Глобальные тенденции, такие как автоматизация производства и диджитализация экономики, ведут к сокращению потребности в работниках средней квалификации. Таким образом, происходит поляризация потребностей рынка труда — сохраняется спрос на рабочую силу с минимальной квалификацией и в то же время остается необходимость в «мыслителях», имеющих очень высокий уровень подготовки. Вторая группа, в свою очередь, способна создавать более дорогой товар, и таким образом более перспективным является подготовка работников с более высоким уровнем труда. В перспективе 20 лет ограничение высшего образования будет означать для страны не рост доли квалифицированных рабочих, как многие думают сегодня, а увеличение доли неквалифицированных.
— А какие последствия могут быть при сокращении численности людей с высшим образованием?
— Риски снижения «переобразованности» населения значительно больше рисков самой «переобразованности». Ограничение доступа к высшему образованию чревато снижением возможностей создания и распространения технологий и инноваций.

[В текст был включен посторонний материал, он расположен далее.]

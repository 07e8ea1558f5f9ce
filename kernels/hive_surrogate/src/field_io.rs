// Spatial field output: template rewrite + external renderer hand-off
//
// The spatial template is a legacy ASCII VTK file carrying the experiment
// mesh. We never design or edit the mesh itself: the template's geometry is
// copied through untouched and only its point scalar data is replaced with
// the reconstructed field. The rewritten file is then handed to an
// out-of-process renderer (fixed contract: -i input -o output -r field)
// which emits the renderable scene consumed by the page.

use std::fs;
use std::path::Path;
use std::process::Command;

use crate::error::SurrogateError;

// ============================================================================
// TEMPLATE REWRITE
// ============================================================================

// Write reconstructed field values into the spatial template
//
// Reads `template`, replaces everything after its POINT_DATA declaration
// with a single scalar array named `field_name`, and writes the result to
// `output`. The template's point count must match the field length.
pub fn write_field(
    field_name: &str,
    values: &[f64],
    template: impl AsRef<Path>,
    output: impl AsRef<Path>,
) -> Result<(), SurrogateError> {
    let template = template.as_ref();
    let output = output.as_ref();

    let raw = fs::read_to_string(template).map_err(|source| SurrogateError::Io {
        path: template.to_path_buf(),
        source,
    })?;

    // Locate the POINT_DATA declaration; geometry above it passes through
    let (head, num_points) = split_at_point_data(&raw)
        .ok_or_else(|| SurrogateError::load(template, "no POINT_DATA section in template"))?;

    if values.len() != num_points {
        return Err(SurrogateError::DimensionMismatch(format!(
            "reconstructed field has {} values but the template has {num_points} points",
            values.len()
        )));
    }

    // VTK array names cannot contain whitespace; the display label keeps
    // its spaces, the stored name swaps them out
    let array_name = field_name.replace(char::is_whitespace, "_");

    let mut out = String::with_capacity(head.len() + values.len() * 16);
    out.push_str(head);
    out.push_str(&format!("POINT_DATA {num_points}\n"));
    out.push_str(&format!("SCALARS {array_name} double 1\n"));
    out.push_str("LOOKUP_TABLE default\n");
    for value in values {
        out.push_str(&format!("{value}\n"));
    }

    fs::write(output, out).map_err(|source| SurrogateError::Io {
        path: output.to_path_buf(),
        source,
    })
}

// Split the template at its POINT_DATA line, returning the text above it
// and the declared point count
fn split_at_point_data(raw: &str) -> Option<(&str, usize)> {
    let mut offset = 0;
    for line in raw.lines() {
        let trimmed = line.trim_start();
        if let Some(rest) = trimmed.strip_prefix("POINT_DATA") {
            let count = rest.trim().parse::<usize>().ok()?;
            return Some((&raw[..offset], count));
        }
        offset += line.len() + 1; // +1 for the newline lines() consumed
    }
    None
}

// ============================================================================
// RENDERER SUBPROCESS
// ============================================================================

// Hand the written field file to the external scene renderer
//
// Blocking call; the renderer's stdout/stderr pass through. A renderer
// that cannot be spawned or exits non-zero is a fatal error for this
// render, matching the no-partial-result contract.
pub fn render_scene(
    renderer: impl AsRef<Path>,
    input: impl AsRef<Path>,
    output: impl AsRef<Path>,
    field_name: &str,
) -> Result<(), SurrogateError> {
    let renderer = renderer.as_ref();
    let status = Command::new(renderer)
        .arg("-i")
        .arg(input.as_ref())
        .arg("-o")
        .arg(output.as_ref())
        .arg("-r")
        .arg(field_name)
        .status()
        .map_err(|source| SurrogateError::Io {
            path: renderer.to_path_buf(),
            source,
        })?;

    if !status.success() {
        return Err(SurrogateError::Renderer {
            command: renderer.display().to_string(),
            status: status.to_string(),
        });
    }
    Ok(())
}

#[cfg(test)]
mod tests {
    use super::*;

    const TEMPLATE: &str = "\
# vtk DataFile Version 3.0
hive template
ASCII
DATASET UNSTRUCTURED_GRID
POINTS 3 double
0.0 0.0 0.0
1.0 0.0 0.0
0.0 1.0 0.0
POINT_DATA 3
SCALARS placeholder double 1
LOOKUP_TABLE default
0.0
0.0
0.0
";

    fn temp_path(name: &str) -> std::path::PathBuf {
        std::env::temp_dir().join(format!("{name}_{}", std::process::id()))
    }

    #[test]
    fn test_write_field_replaces_scalars() {
        let template = temp_path("template.vtk");
        let output = temp_path("field_out.vtk");
        fs::write(&template, TEMPLATE).unwrap();

        write_field("Temperature [K]", &[300.0, 450.5, 320.0], &template, &output).unwrap();
        let written = fs::read_to_string(&output).unwrap();
        fs::remove_file(&template).ok();
        fs::remove_file(&output).ok();

        // Geometry preserved, placeholder scalars replaced
        assert!(written.contains("POINTS 3 double"));
        assert!(written.contains("SCALARS Temperature_[K] double 1"));
        assert!(written.contains("450.5"));
        assert!(!written.contains("placeholder"));
    }

    #[test]
    fn test_wrong_length_field_rejected() {
        let template = temp_path("template_len.vtk");
        fs::write(&template, TEMPLATE).unwrap();

        let result = write_field(
            "Temperature",
            &[300.0, 450.5],
            &template,
            temp_path("unused.vtk"),
        );
        fs::remove_file(&template).ok();

        assert!(matches!(
            result,
            Err(SurrogateError::DimensionMismatch(_))
        ));
    }

    #[test]
    fn test_template_without_point_data_rejected() {
        let template = temp_path("template_bad.vtk");
        fs::write(&template, "# vtk DataFile Version 3.0\nno point data here\n").unwrap();

        let result = write_field("T", &[1.0], &template, temp_path("unused2.vtk"));
        fs::remove_file(&template).ok();

        assert!(matches!(result, Err(SurrogateError::Load { .. })));
    }

    #[test]
    fn test_missing_template_is_io_error() {
        let result = write_field("T", &[1.0], "/nonexistent/template.vtk", temp_path("x.vtk"));
        assert!(matches!(result, Err(SurrogateError::Io { .. })));
    }

    #[test]
    fn test_split_at_point_data() {
        let (head, n) = split_at_point_data(TEMPLATE).unwrap();
        assert_eq!(n, 3);
        assert!(head.ends_with("0.0 1.0 0.0\n"));
    }
}
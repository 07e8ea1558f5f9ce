// Uncertain-parameter configuration parsing
//
// The UQ campaign config enumerates, per simulation app, the physical
// parameters that were varied when the training snapshots were generated.
// Each parameter carries a human-readable label and a prior distribution;
// the label and the prior's support become the input bound presented to the
// user. Parameter ordering in the file is the ordering the regressor was
// trained with, so it is preserved end to end.
//
// Only uniform priors are supported: their support is exactly
// [loc, loc + scale]. Any other distribution has no closed interval to
// offer as a bound, so parsing aborts - no partial parameter list is ever
// returned.

use serde::Deserialize;
use serde_json::{Map, Value};
use std::fs;
use std::path::Path;

use crate::error::SurrogateError;

// ============================================================================
// CONFIG FILE LAYOUT
// ============================================================================

#[derive(Debug, Deserialize)]
struct ConfigFile {
    // App name -> app config, in file order
    apps: Map<String, Value>,
}

#[derive(Debug, Deserialize)]
struct AppConfig {
    // App kind; only "moose" apps carry the thermal parameters we scan
    #[serde(rename = "type")]
    kind: String,

    // Group name -> (parameter name -> parameter config)
    #[serde(rename = "uncertain-params", default)]
    uncertain_params: Map<String, Value>,
}

#[derive(Debug, Deserialize)]
struct UncertainParam {
    #[serde(rename = "human-description")]
    human_description: String,

    distribution: Distribution,
}

#[derive(Debug, Deserialize)]
struct Distribution {
    name: String,
    loc: f64,
    scale: f64,
}

// ============================================================================
// PARSED OUTPUT
// ============================================================================

// One uncertain parameter, ready to seed a UI input bound
#[derive(Debug, Clone, PartialEq)]
pub struct ParameterSpec {
    // Human-readable label from the config
    pub label: String,

    // Uniform prior support [min, max] = [loc, loc + scale]
    pub min: f64,
    pub max: f64,
}

impl ParameterSpec {
    // Default input value: centre of the prior support
    #[inline]
    pub fn midpoint(&self) -> f64 {
        (self.min + self.max) / 2.0
    }
}

// Parse the config file into an ordered parameter list
pub fn parse_parameters(path: impl AsRef<Path>) -> Result<Vec<ParameterSpec>, SurrogateError> {
    let path = path.as_ref();
    let raw = fs::read_to_string(path).map_err(|source| SurrogateError::Io {
        path: path.to_path_buf(),
        source,
    })?;
    parse_parameters_str(&raw).map_err(|e| match e {
        SurrogateError::Json { source, .. } => SurrogateError::Json {
            path: path.to_path_buf(),
            source,
        },
        other => other,
    })
}

// Parse from an in-memory config string
pub fn parse_parameters_str(raw: &str) -> Result<Vec<ParameterSpec>, SurrogateError> {
    let config: ConfigFile = serde_json::from_str(raw).map_err(|source| SurrogateError::Json {
        path: "<config>".into(),
        source,
    })?;

    let mut specs = Vec::new();
    for (app_name, app_value) in &config.apps {
        let app: AppConfig =
            serde_json::from_value(app_value.clone()).map_err(|source| SurrogateError::Json {
                path: format!("<config:apps.{app_name}>").into(),
                source,
            })?;

        // Other app kinds (e.g. "json" sampler configs) carry no thermal
        // parameters and are skipped
        if app.kind != "moose" {
            continue;
        }

        for (group_name, group_value) in &app.uncertain_params {
            let group: Map<String, Value> = serde_json::from_value(group_value.clone()).map_err(
                |source| SurrogateError::Json {
                    path: format!("<config:{group_name}>").into(),
                    source,
                },
            )?;

            for (param_name, param_value) in &group {
                let param: UncertainParam = serde_json::from_value(param_value.clone()).map_err(
                    |source| SurrogateError::Json {
                        path: format!("<config:{group_name}.{param_name}>").into(),
                        source,
                    },
                )?;

                if param.distribution.name != "uniform" {
                    return Err(SurrogateError::UnsupportedDistribution {
                        parameter: param_name.clone(),
                        distribution: param.distribution.name,
                    });
                }

                specs.push(ParameterSpec {
                    label: param.human_description,
                    min: param.distribution.loc,
                    max: param.distribution.loc + param.distribution.scale,
                });
            }
        }
    }

    Ok(specs)
}

#[cfg(test)]
mod tests {
    use super::*;

    const GOOD_CONFIG: &str = r#"{
        "apps": {
            "thermal": {
                "type": "moose",
                "uncertain-params": {
                    "BCs": {
                        "coolant_temp": {
                            "human-description": "Coolant temperature [K]",
                            "distribution": {"name": "uniform", "loc": 140.0, "scale": 40.0}
                        },
                        "htc": {
                            "human-description": "Heat transfer coefficient",
                            "distribution": {"name": "uniform", "loc": 0.5, "scale": 1.0}
                        }
                    },
                    "Materials": {
                        "conductivity": {
                            "human-description": "Thermal conductivity scaling",
                            "distribution": {"name": "uniform", "loc": 0.9, "scale": 0.2}
                        }
                    }
                }
            }
        }
    }"#;

    #[test]
    fn test_parse_ordered_parameters() {
        let specs = parse_parameters_str(GOOD_CONFIG).unwrap();
        assert_eq!(specs.len(), 3);
        assert_eq!(specs[0].label, "Coolant temperature [K]");
        assert_eq!(specs[0].min, 140.0);
        assert_eq!(specs[0].max, 180.0);
        assert_eq!(specs[1].label, "Heat transfer coefficient");
        assert_eq!(specs[2].label, "Thermal conductivity scaling");
    }

    #[test]
    fn test_midpoint() {
        let spec = ParameterSpec {
            label: "x".to_string(),
            min: 140.0,
            max: 180.0,
        };
        assert_eq!(spec.midpoint(), 160.0);
    }

    #[test]
    fn test_non_uniform_prior_rejected() {
        let config = r#"{
            "apps": {
                "thermal": {
                    "type": "moose",
                    "uncertain-params": {
                        "BCs": {
                            "coolant_temp": {
                                "human-description": "Coolant temperature [K]",
                                "distribution": {"name": "normal", "loc": 150.0, "scale": 10.0}
                            }
                        }
                    }
                }
            }
        }"#;
        let result = parse_parameters_str(config);
        match result {
            Err(SurrogateError::UnsupportedDistribution {
                parameter,
                distribution,
            }) => {
                assert_eq!(parameter, "coolant_temp");
                assert_eq!(distribution, "normal");
            }
            other => panic!("expected UnsupportedDistribution, got {other:?}"),
        }
    }

    #[test]
    fn test_non_moose_apps_skipped() {
        let config = r#"{
            "apps": {
                "sampler": {
                    "type": "json",
                    "uncertain-params": {
                        "ignored": {
                            "x": {
                                "human-description": "ignored",
                                "distribution": {"name": "normal", "loc": 0.0, "scale": 1.0}
                            }
                        }
                    }
                }
            }
        }"#;
        // Non-moose app is skipped entirely, so its normal prior never trips
        let specs = parse_parameters_str(config).unwrap();
        assert!(specs.is_empty());
    }

    #[test]
    fn test_malformed_config_is_json_error() {
        assert!(matches!(
            parse_parameters_str("{not json"),
            Err(SurrogateError::Json { .. })
        ));
    }

    #[test]
    fn test_missing_distribution_fields_rejected() {
        let config = r#"{
            "apps": {
                "thermal": {
                    "type": "moose",
                    "uncertain-params": {
                        "BCs": {
                            "coolant_temp": {
                                "human-description": "Coolant temperature [K]",
                                "distribution": {"name": "uniform"}
                            }
                        }
                    }
                }
            }
        }"#;
        assert!(parse_parameters_str(config).is_err());
    }
}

Люди хотят получать образование, чтобы повысить свою привлекательность на рынке труда. Уменьшение числа мест в высшем образовании снижает социальную мобильность. Если доступ ограничен, то университет становится уделом выходцев из семей с более богатыми и образованными родителями. Таким образом, увеличивается неравенство населения по доходам. Целенаправленное сокращение возможностей получения образования, востребованных у населения, может вести к социальной напряженности.
— Но расширение доступности образования неизбежно приведет к падению его качества. Разве не так?
— В СССР высшее образование получали 15–20% населения, понятно, что это были в основном отличники. Если сегодня его получают 75% — не надо жаловаться, что среди них есть много троечников. В вузы начинают приходить студенты с таким уровнем подготовки, который был бы недостаточен для ПТУ 25 лет назад. Трагедии в этом нет — есть необходимость выстроить такую структуру предложения программ высшего образования, которая отвечала бы новому спросу.
Отличники ведь никуда не пропали. И для них должно быть два сегмента: для самых креативных — исследовательские университеты, для тех, кто уверенно справляется со школьной программой, — места в вузах, которые готовят высококвалифицированных профессионалов. Для выпускников школ и колледжей с уверенными знаниями, для тех, кто выбрал профессиональную траекторию, — программы профессионального и практикоориентированного высшего образования. Для тех, кто не очень хорошо успевал в школе, — общее высшее образование, программы «второго шанса», дающие им возможность найти свое место в жизни.
Главное — система образования должна оставаться открытой для повторного входа, для получения нужных знаний, нужной квалификации в любой момент жизни. Система высшего образования должна быть орудием социальной стабилизации общества, социального перемешивания, если хотите. Нельзя кого-то объявлять непригодным для дальнейшего обучения — формально или фактически. Ведь образование — важнейшее социальное благо сегодняшнего человека, его билет в будущее.